For many Palestinians, the hard-line government is merely exposing what they have said all along about Israel’s true intentions.

“Its annexationist agenda of Jewish supremacy is now very blunt and clear,” Husam Zomlot, the Palestinian ambassador to Britain, said by phone. “The two-state solution was never a Palestinian demand,” he said, “but an international requirement that we have accepted. Now, publicly, this government does not endorse the idea of partition. That’s the heart of it.”

Israel’s new national security minister, Itamar Ben-Gvir, who was convicted in the past of inciting racism and support for a terrorist group, has been given expanded powers over the police and additional forces to fight crime in Arab communities.

The coalition has also vowed to amend the current anti-discrimination law, which applies to businesses and service providers, allowing them to refuse to provide a service contrary to their religious beliefs in a way that critics say could lead to discrimination against the L.G.B.T.Q. community or others.
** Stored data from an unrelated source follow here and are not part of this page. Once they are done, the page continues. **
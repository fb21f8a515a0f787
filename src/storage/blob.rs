//! Content-addressed blob storage.
//!
//! Each blob is stored once under `objects/<sha256>`. Writing the same
//! bytes twice is a no-op, so the store doubles as a dedup layer for
//! file contents across every commit.

use std::fs;
use std::io;
use std::path::{Path, PathBuf};

use crate::storage::atomic;
use crate::storage::error::{StorageError, StorageResult};
use crate::storage::types::{BlobId, ObjectId};

/// the object directory of a repository
#[derive(Debug, Clone)]
pub struct BlobStore {
    dir: PathBuf,
}

impl BlobStore {
    pub fn new(dir: impl Into<PathBuf>) -> Self {
        Self { dir: dir.into() }
    }

    pub fn dir(&self) -> &Path {
        &self.dir
    }

    fn path_of(&self, id: BlobId) -> PathBuf {
        self.dir.join(id.to_hex())
    }

    /// store `bytes`, returning their id
    ///
    /// the digest is computed in memory first, so existing content costs no write
    pub fn put(&self, bytes: &[u8]) -> StorageResult<BlobId> {
        let id = BlobId::new(ObjectId::digest(bytes));
        if atomic::write_if_absent(&self.path_of(id), bytes)? {
            tracing::debug!(blob = %id, size = bytes.len(), "stored blob");
        }
        Ok(id)
    }

    /// read a blob's content
    pub fn get(&self, id: BlobId) -> StorageResult<Vec<u8>> {
        fs::read(self.path_of(id)).map_err(|e| match e.kind() {
            io::ErrorKind::NotFound => StorageError::ObjectNotFound(id.to_hex()),
            _ => StorageError::Io(e),
        })
    }

    pub fn contains(&self, id: BlobId) -> bool {
        self.path_of(id).is_file()
    }

    /// number of stored blobs
    pub fn len(&self) -> StorageResult<usize> {
        let mut count = 0;
        for entry in fs::read_dir(&self.dir)? {
            let name = entry?.file_name();
            // leftover temp files are not objects
            if name.to_str().is_some_and(|n| ObjectId::from_hex(n).is_ok()) {
                count += 1;
            }
        }
        Ok(count)
    }

    pub fn is_empty(&self) -> StorageResult<bool> {
        Ok(self.len()? == 0)
    }
}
Mr. Netanyahu seemed to address that fear through Amir Ohana, a Likud member who on Thursday became the first openly gay speaker of the Parliament, and thanked his life partner and their two children from the podium during the inauguration ceremony. Mr. Netanyahu made a point of being photographed sitting next to Mr. Ohana and his family at a toast afterward.

Yet an ultraconservative, anti-gay minister has been given wide powers over some programs taught in public schools and the ultra-Orthodox parties in the coalition have secured copious funding for adults who choose full-time Torah study over work.

“This is unlike anything we have seen before,” Mr. Shapiro, the former U.S. ambassador, said. “The majority of the coalition and many of its dominant members with a lot of leverage over the prime minister subscribe to a worldview that defines issues of national and Jewish identity, religion and state and democracy unlike any previous Israeli right-wing government.”

Jim Tankersley contributed reporting from St. Croix, U.S. Virgin Islands.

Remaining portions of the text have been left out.